* **Problem details**
Search the data for the string "records", and report each line where it is found.

* **Task data**
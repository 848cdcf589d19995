//! CSV loader.

use super::{token_length, Corpus, Record, Schema};
use rustc_hash::FxHashSet;
use std::io::Read;
use std::path::Path;
use std::sync::Arc;
use tally_types::{ExplorerConfig, LoadError};

/// Parses CSV input into a [`Corpus`].
///
/// The first row is the header. `text_field` must name one of its columns.
/// If `length_field` is absent, a column of that name is appended and filled
/// with [`token_length`] of each text; empty length cells are derived the
/// same way.
#[derive(Debug, Clone, PartialEq, Eq, Hash)]
pub struct Loader {
    text_field: String,
    length_field: String,
}

impl Loader {
    /// Creates a loader for the given column names.
    pub fn new(text_field: impl Into<String>, length_field: impl Into<String>) -> Self {
        Self {
            text_field: text_field.into(),
            length_field: length_field.into(),
        }
    }

    /// Creates a loader from the explorer configuration.
    pub fn from_config(config: &ExplorerConfig) -> Self {
        Self::new(config.text_field.clone(), config.length_field.clone())
    }

    /// Column holding the text.
    #[inline(always)]
    pub fn text_field(&self) -> &str {
        &self.text_field
    }

    /// Column holding the length.
    #[inline(always)]
    pub fn length_field(&self) -> &str {
        &self.length_field
    }

    /// Loads a CSV file.
    pub fn load_path(&self, path: &Path) -> Result<Corpus, LoadError> {
        let file = std::fs::File::open(path)?;
        self.load_reader(std::io::BufReader::new(file))
    }

    /// Loads CSV from an in-memory buffer.
    pub fn load_bytes(&self, bytes: &[u8]) -> Result<Corpus, LoadError> {
        self.load_reader(bytes)
    }

    /// Loads CSV from any reader.
    ///
    /// # Errors
    ///
    /// - [`LoadError::ColumnConflict`] when text and length share a name
    /// - [`LoadError::EmptyInput`] when there is no header or no data row
    /// - [`LoadError::DuplicateColumn`] when a header name repeats
    /// - [`LoadError::MalformedInput`] when `text_field` is not a column
    /// - [`LoadError::InvalidLength`] when a length cell is not a `u32`
    /// - [`LoadError::Parse`] for ragged rows or invalid UTF-8
    pub fn load_reader<R: Read>(&self, reader: R) -> Result<Corpus, LoadError> {
        if self.text_field == self.length_field {
            return Err(LoadError::ColumnConflict {
                column: self.text_field.clone(),
            });
        }

        let mut rdr = csv::ReaderBuilder::new()
            .has_headers(true)
            .from_reader(reader);

        let headers = rdr.headers().map_err(csv_error)?.clone();
        if headers.is_empty() {
            return Err(LoadError::EmptyInput);
        }

        let mut seen = FxHashSet::default();
        if let Some(dup) = headers.iter().find(|name| !seen.insert(*name)) {
            return Err(LoadError::DuplicateColumn {
                column: dup.to_owned(),
            });
        }

        let mut columns: Vec<String> = headers.iter().map(str::to_owned).collect();
        let text_column = columns
            .iter()
            .position(|c| *c == self.text_field)
            .ok_or_else(|| LoadError::MalformedInput {
                column: self.text_field.clone(),
                available: columns.clone(),
            })?;

        let (length_column, derived) = match columns.iter().position(|c| *c == self.length_field) {
            Some(i) => (i, false),
            None => {
                columns.push(self.length_field.clone());
                (columns.len() - 1, true)
            }
        };

        let mut records = Vec::new();
        for (i, row) in rdr.records().enumerate() {
            let row = row.map_err(csv_error)?;
            let mut fields: Vec<String> = row.iter().map(str::to_owned).collect();
            let text = fields[text_column].as_str();

            let length = if derived {
                let length = token_length(text);
                fields.push(length.to_string());
                length
            } else {
                let cell = fields[length_column].trim();
                if cell.is_empty() {
                    let length = token_length(text);
                    fields[length_column] = length.to_string();
                    length
                } else {
                    cell.parse::<u32>().map_err(|_| LoadError::InvalidLength {
                        row: i + 1,
                        value: fields[length_column].clone(),
                    })?
                }
            };

            records.push(Record::new(fields, length));
        }

        if records.is_empty() {
            return Err(LoadError::EmptyInput);
        }

        let schema = Schema::new(columns, text_column, length_column).ok_or_else(|| {
            LoadError::ColumnConflict {
                column: self.length_field.clone(),
            }
        })?;

        log::info!(
            "loaded {} records ({} columns, text {:?}, length {:?}{})",
            records.len(),
            schema.width(),
            schema.text_field(),
            schema.length_field(),
            if derived { ", derived" } else { "" }
        );

        Ok(Corpus::new(Arc::new(schema), records))
    }
}

impl Default for Loader {
    fn default() -> Self {
        Self::from_config(&ExplorerConfig::default())
    }
}

fn csv_error(err: csv::Error) -> LoadError {
    if !err.is_io_error() {
        return LoadError::Parse {
            message: err.to_string(),
        };
    }
    match err.into_kind() {
        csv::ErrorKind::Io(e) => LoadError::Io(e),
        kind => LoadError::Parse {
            message: format!("{kind:?}"),
        },
    }
}

#[cfg(test)]
mod tests {
    use super::*;

    fn load(csv: &str) -> Result<Corpus, LoadError> {
        Loader::default().load_bytes(csv.as_bytes())
    }

    #[test]
    fn reads_existing_length_column() {
        let c = load("sentence,length\nọma ẹfu,2\nabọ,7\n").unwrap();
        assert_eq!(c.len(), 2);
        assert_eq!(c.lengths().collect::<Vec<_>>(), [2, 7]);
        assert_eq!(c.schema().columns(), ["sentence", "length"]);
    }

    #[test]
    fn derives_missing_length_from_tokens() {
        let c = load("sentence\nthe cat sat\n\"one, two\"\n").unwrap();
        assert_eq!(c.lengths().collect::<Vec<_>>(), [3, 2]);
        assert_eq!(c.schema().columns(), ["sentence", "length"]);
        assert_eq!(c.records()[0].fields(), ["the cat sat", "3"]);
    }

    #[test]
    fn derives_empty_length_cells() {
        let c = load("length,sentence\n,a b c d\n9,x\n").unwrap();
        assert_eq!(c.lengths().collect::<Vec<_>>(), [4, 9]);
        assert_eq!(c.records()[0].field(0), Some("4"));
    }

    #[test]
    fn missing_text_column_is_malformed() {
        let err = load("text,length\nhello,1\n").unwrap_err();
        match err {
            LoadError::MalformedInput { column, available } => {
                assert_eq!(column, "sentence");
                assert_eq!(available, ["text", "length"]);
            }
            other => panic!("unexpected error: {other:?}"),
        }
    }

    #[test]
    fn header_only_is_empty() {
        assert!(matches!(load("sentence,length\n"), Err(LoadError::EmptyInput)));
    }

    #[test]
    fn no_content_is_empty() {
        assert!(matches!(load(""), Err(LoadError::EmptyInput)));
    }

    #[test]
    fn non_numeric_length_rejected() {
        let err = load("sentence,length\nok,2\nbad,two\n").unwrap_err();
        match err {
            LoadError::InvalidLength { row, value } => {
                assert_eq!(row, 2);
                assert_eq!(value, "two");
            }
            other => panic!("unexpected error: {other:?}"),
        }
    }

    #[test]
    fn ragged_rows_are_parse_errors() {
        let err = load("sentence,length\na b,2,extra\n").unwrap_err();
        assert!(matches!(err, LoadError::Parse { .. }));
    }

    #[test]
    fn custom_text_column() {
        let loader = Loader::new("body", "length");
        let c = loader
            .load_bytes(b"id,body\n1,hello there\n2,hi\n")
            .unwrap();
        assert_eq!(c.texts().collect::<Vec<_>>(), ["hello there", "hi"]);
        assert_eq!(c.schema().columns(), ["id", "body", "length"]);
    }

    #[test]
    fn same_text_and_length_column_is_a_conflict() {
        let err = Loader::new("length", "length")
            .load_bytes(b"sentence,length\nthe cat,2\n")
            .unwrap_err();
        match err {
            LoadError::ColumnConflict { column } => assert_eq!(column, "length"),
            other => panic!("unexpected error: {other:?}"),
        }
    }

    #[test]
    fn repeated_header_names_rejected() {
        let err = load("sentence,note,note\nab cd,x,y\n").unwrap_err();
        match err {
            LoadError::DuplicateColumn { column } => assert_eq!(column, "note"),
            other => panic!("unexpected error: {other:?}"),
        }
    }

    #[test]
    fn missing_file_is_io_error() {
        let err = Loader::default()
            .load_path(Path::new("/nonexistent/tally/input.csv"))
            .unwrap_err();
        assert!(matches!(err, LoadError::Io(_)));
    }
}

* **Solution to the problem**
        let mut records = Vec::new();
        for (i, row) in rdr.records().enumerate() {
            records.push(Record::new(fields, length));
        if records.is_empty() {
            "loaded {} records ({} columns, text {:?}, length {:?}{})",
            records.len(),
        Ok(Corpus::new(Arc::new(schema), records))
        assert_eq!(c.records()[0].fields(), ["the cat sat", "3"]);
        assert_eq!(c.records()[0].field(0), Some("4"));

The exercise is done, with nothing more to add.